I'm a little torn on this as the product itself does seem like a natural use for Facebook's platform, and I'm mildly surprised they didn't do this soon. On the same note, that they didn't do this sooner makes it feel a bit more "me too", and I'm not confident the adoption rate will be strong enough to justify it going forward. Since the UI is just a mildly tweaked version of vanilla Facebook, I wonder if they had internal numbers showing that people were already doing this to justify the commitment, or if they're just hoping it will stick. I honestly feel the Facebook UI is just way too cramped and smooshed for being all that productive with, but I am also not an avid facebook user, so my opinion may be worthless. (I think VK's layout is a lot cleaner, for example...)
Right now I'm not convinced Facebook is offering enough to convince any existing users to migrate. I'm not sure it offers anything enticing over other Slack-likes to really convince users to pick it over other services. Though I appreciate them separating the two types of accounts, I think this just raises the barrier of entry, which was already pretty high compared to others.

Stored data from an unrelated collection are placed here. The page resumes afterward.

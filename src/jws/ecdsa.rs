// Copyright 2020-2021 IOTA Stiftung
// SPDX-License-Identifier: Apache-2.0

//! ES256/384/512 and (behind the `es256k` feature) ES256K (RFC 7518 §3.4):
//! ECDSA with the fixed-width `r || s` signature encoding. Scalar
//! arithmetic is deliberately deferred to the platform; this module only
//! maps JWK fields in and out of the RustCrypto signer/verifier types.

use ecdsa::signature::Signer;
use ecdsa::signature::Verifier;

use crate::error::Error;
use crate::error::Result;
use crate::jwk::EcCurve;
use crate::jwk::Jwk;
use crate::jws::JwsAlgorithm;
use crate::jwu;

fn expect_curve(alg: JwsAlgorithm, curve: EcCurve) -> Result<()> {
  let want: EcCurve = match alg {
    JwsAlgorithm::ES256 => EcCurve::P256,
    JwsAlgorithm::ES384 => EcCurve::P384,
    JwsAlgorithm::ES512 => EcCurve::P521,
    #[cfg(feature = "es256k")]
    JwsAlgorithm::ES256K => EcCurve::Secp256K1,
    other => return Err(Error::InvalidOperation(format!("{other} is not an ECDSA algorithm"))),
  };
  if want != curve {
    return Err(Error::InvalidKey(format!("{alg} requires curve {}, found {}", want.name(), curve.name())));
  }
  Ok(())
}

macro_rules! ecdsa_impl {
  ($module:ident, $curve:ty) => {
    mod $module {
      use super::*;
      use $curve as Curve;

      pub fn sign(msg: &[u8], jwk: &Jwk) -> Result<Vec<u8>> {
        let params = jwk.try_ec_params()?;
        let d = params.d.as_deref().ok_or_else(|| Error::InvalidKey("ECDSA signing requires a private key".into()))?;
        let bytes = jwu::decode_b64(d)?;
        let signing_key = ecdsa::SigningKey::<Curve>::from_slice(&bytes)
          .map_err(|e| Error::InvalidKey(format!("invalid EC private scalar: {e}")))?;
        let sig: ecdsa::Signature<Curve> = signing_key.sign(msg);
        Ok(sig.to_bytes().to_vec())
      }

      pub fn verify(msg: &[u8], sig: &[u8], jwk: &Jwk) -> Result<bool> {
        let params = jwk.try_ec_params()?;
        let x = jwu::decode_b64(&params.x)?;
        let y = jwu::decode_b64(&params.y)?;
        let mut point = vec![0x04u8];
        point.extend_from_slice(&x);
        point.extend_from_slice(&y);

        let verifying_key = match ecdsa::VerifyingKey::<Curve>::from_sec1_bytes(&point) {
          Ok(key) => key,
          Err(_) => return Ok(false),
        };
        let signature = match ecdsa::Signature::<Curve>::from_slice(sig) {
          Ok(sig) => sig,
          Err(_) => return Ok(false),
        };
        Ok(verifying_key.verify(msg, &signature).is_ok())
      }
    }
  };
}

ecdsa_impl!(p256_impl, p256::NistP256);
ecdsa_impl!(p384_impl, p384::NistP384);
ecdsa_impl!(p521_impl, p521::NistP521);
#[cfg(feature = "es256k")]
ecdsa_impl!(k256_impl, k256::Secp256k1);

pub fn sign(alg: JwsAlgorithm, msg: &[u8], jwk: &Jwk) -> Result<Vec<u8>> {
  expect_curve(alg, jwk.try_ec_curve()?)?;
  match alg {
    JwsAlgorithm::ES256 => p256_impl::sign(msg, jwk),
    JwsAlgorithm::ES384 => p384_impl::sign(msg, jwk),
    JwsAlgorithm::ES512 => p521_impl::sign(msg, jwk),
    #[cfg(feature = "es256k")]
    JwsAlgorithm::ES256K => k256_impl::sign(msg, jwk),
    other => Err(Error::InvalidOperation(format!("{other} is not an ECDSA algorithm"))),
  }
}

pub fn verify(alg: JwsAlgorithm, msg: &[u8], sig: &[u8], jwk: &Jwk) -> Result<bool> {
  expect_curve(alg, jwk.try_ec_curve()?)?;
  match alg {
    JwsAlgorithm::ES256 => p256_impl::verify(msg, sig, jwk),
    JwsAlgorithm::ES384 => p384_impl::verify(msg, sig, jwk),
    JwsAlgorithm::ES512 => p521_impl::verify(msg, sig, jwk),
    #[cfg(feature = "es256k")]
    JwsAlgorithm::ES256K => k256_impl::verify(msg, sig, jwk),
    other => Err(Error::InvalidOperation(format!("{other} is not an ECDSA algorithm"))),
  }
}
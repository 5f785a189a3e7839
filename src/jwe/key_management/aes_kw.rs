// Copyright 2020-2021 IOTA Stiftung
// SPDX-License-Identifier: Apache-2.0

//! AES Key Wrap (RFC 3394), used directly by A128/192/256KW and as the
//! final wrapping step of PBES2 and ECDH-ES+AxxxKW. Built over the `aes`
//! crate's raw block cipher rather than pulled in as a pre-built
//! `aes-kw` dependency, since key wrap is a primitive this crate owns
//! rather than delegates.

use aes::cipher::generic_array::GenericArray;
use aes::cipher::BlockDecrypt;
use aes::cipher::BlockEncrypt;
use aes::cipher::KeyInit;
use aes::Aes128;
use aes::Aes192;
use aes::Aes256;

use crate::error::Error;
use crate::error::Result;

const DEFAULT_IV: u64 = 0xA6A6A6A6A6A6A6A6;

trait KwCipher {
  fn new(key: &[u8]) -> Result<Self>
  where
    Self: Sized;
  fn encrypt_block(&self, block: &mut [u8; 16]);
  fn decrypt_block(&self, block: &mut [u8; 16]);
}

macro_rules! kw_cipher_impl {
  ($ty:ty) => {
    impl KwCipher for $ty {
      fn new(key: &[u8]) -> Result<Self> {
        <$ty>::new_from_slice(key).map_err(|_| Error::InvalidKey("bad AES key-wrap key length".into()))
      }

      fn encrypt_block(&self, block: &mut [u8; 16]) {
        let mut ga = GenericArray::clone_from_slice(block);
        BlockEncrypt::encrypt_block(self, &mut ga);
        block.copy_from_slice(&ga);
      }

      fn decrypt_block(&self, block: &mut [u8; 16]) {
        let mut ga = GenericArray::clone_from_slice(block);
        BlockDecrypt::decrypt_block(self, &mut ga);
        block.copy_from_slice(&ga);
      }
    }
  };
}

kw_cipher_impl!(Aes128);
kw_cipher_impl!(Aes192);
kw_cipher_impl!(Aes256);

fn wrap_with<C: KwCipher>(kek: &[u8], cek: &[u8]) -> Result<Vec<u8>> {
  if cek.len() % 8 != 0 || cek.len() < 16 {
    return Err(Error::InvalidKey("AES key wrap input must be a multiple of 8 bytes, at least 16".into()));
  }
  let cipher: C = C::new(kek)?;
  let n: usize = cek.len() / 8;

  let mut r: Vec<[u8; 8]> = cek.chunks(8).map(|c| c.try_into().unwrap()).collect();
  let mut a: u64 = DEFAULT_IV;

  for j in 0..=5u64 {
    for i in 0..n {
      let mut block: [u8; 16] = [0u8; 16];
      block[..8].copy_from_slice(&a.to_be_bytes());
      block[8..].copy_from_slice(&r[i]);
      cipher.encrypt_block(&mut block);
      let t: u64 = n as u64 * j + (i as u64 + 1);
      a = u64::from_be_bytes(block[..8].try_into().unwrap()) ^ t;
      r[i].copy_from_slice(&block[8..]);
    }
  }

  let mut out: Vec<u8> = Vec::with_capacity(8 + cek.len());
  out.extend_from_slice(&a.to_be_bytes());
  for block in &r {
    out.extend_from_slice(block);
  }
  Ok(out)
}

fn unwrap_with<C: KwCipher>(kek: &[u8], wrapped: &[u8]) -> Result<Vec<u8>> {
  if wrapped.len() % 8 != 0 || wrapped.len() < 24 {
    return Err(Error::DecryptionError);
  }
  let cipher: C = C::new(kek).map_err(|_| Error::DecryptionError)?;
  let n: usize = wrapped.len() / 8 - 1;

  let mut a: u64 = u64::from_be_bytes(wrapped[..8].try_into().unwrap());
  let mut r: Vec<[u8; 8]> = wrapped[8..].chunks(8).map(|c| c.try_into().unwrap()).collect();

  for j in (0..=5u64).rev() {
    for i in (0..n).rev() {
      let t: u64 = n as u64 * j + (i as u64 + 1);
      let mut block: [u8; 16] = [0u8; 16];
      block[..8].copy_from_slice(&(a ^ t).to_be_bytes());
      block[8..].copy_from_slice(&r[i]);
      cipher.decrypt_block(&mut block);
      a = u64::from_be_bytes(block[..8].try_into().unwrap());
      r[i].copy_from_slice(&block[8..]);
    }
  }

  if a != DEFAULT_IV {
    return Err(Error::DecryptionError);
  }

  Ok(r.into_iter().flatten().collect())
}

pub fn wrap(kek: &[u8], cek: &[u8]) -> Result<Vec<u8>> {
  match kek.len() {
    16 => wrap_with::<Aes128>(kek, cek),
    24 => wrap_with::<Aes192>(kek, cek),
    32 => wrap_with::<Aes256>(kek, cek),
    _ => Err(Error::InvalidKey("AES key-wrap key must be 128/192/256 bits".into())),
  }
}

pub fn unwrap(kek: &[u8], wrapped: &[u8]) -> Result<Vec<u8>> {
  match kek.len() {
    16 => unwrap_with::<Aes128>(kek, wrapped),
    24 => unwrap_with::<Aes192>(kek, wrapped),
    32 => unwrap_with::<Aes256>(kek, wrapped),
    _ => Err(Error::DecryptionError),
  }
}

Most companies I worked at used Atlassian products, but feel free to use any other services as examples. Personally I think the FB UX is one of the worst out there, but each to their own I guess.
Well, ymmv of course, but for me the technical aspects were solved by email long ago and imo dysfunctional communication mostly a human problem. It is very hard / impossible to fix pebkac with technology and from what I reading FB@W does not bring anything new to the table in that regard.
Exactly, social and work don't mix. Most want them kept well apart. No way I'm letting FB link my work with my social lives and no way I'd trust them not to.
There is always the risk of them buying LinkedIn but people aren't going to make it easy.
"You just create a new Facebook at Work account to connect with coworkers. This account is separate from your personal Facebook but works in similar ways." (https://work.fb.com)
They absolutely will not mix personal and work Facebooks.
Plenty of companies have blocked [www|m].facebook.com at the firewall, for reasons of productivity and data protection. Facebook-the-company will not jeopardise the chances of adoption of this product by doing anything that will make work.facebook.com fall foul of a similar fate.
Pity they didn't just call it Workbook, then we wouldn't have had all this confusion. Or Workface :)
Good luck to Facebook in getting traction with corporate customers with the most atrocious privacy record of just about any company.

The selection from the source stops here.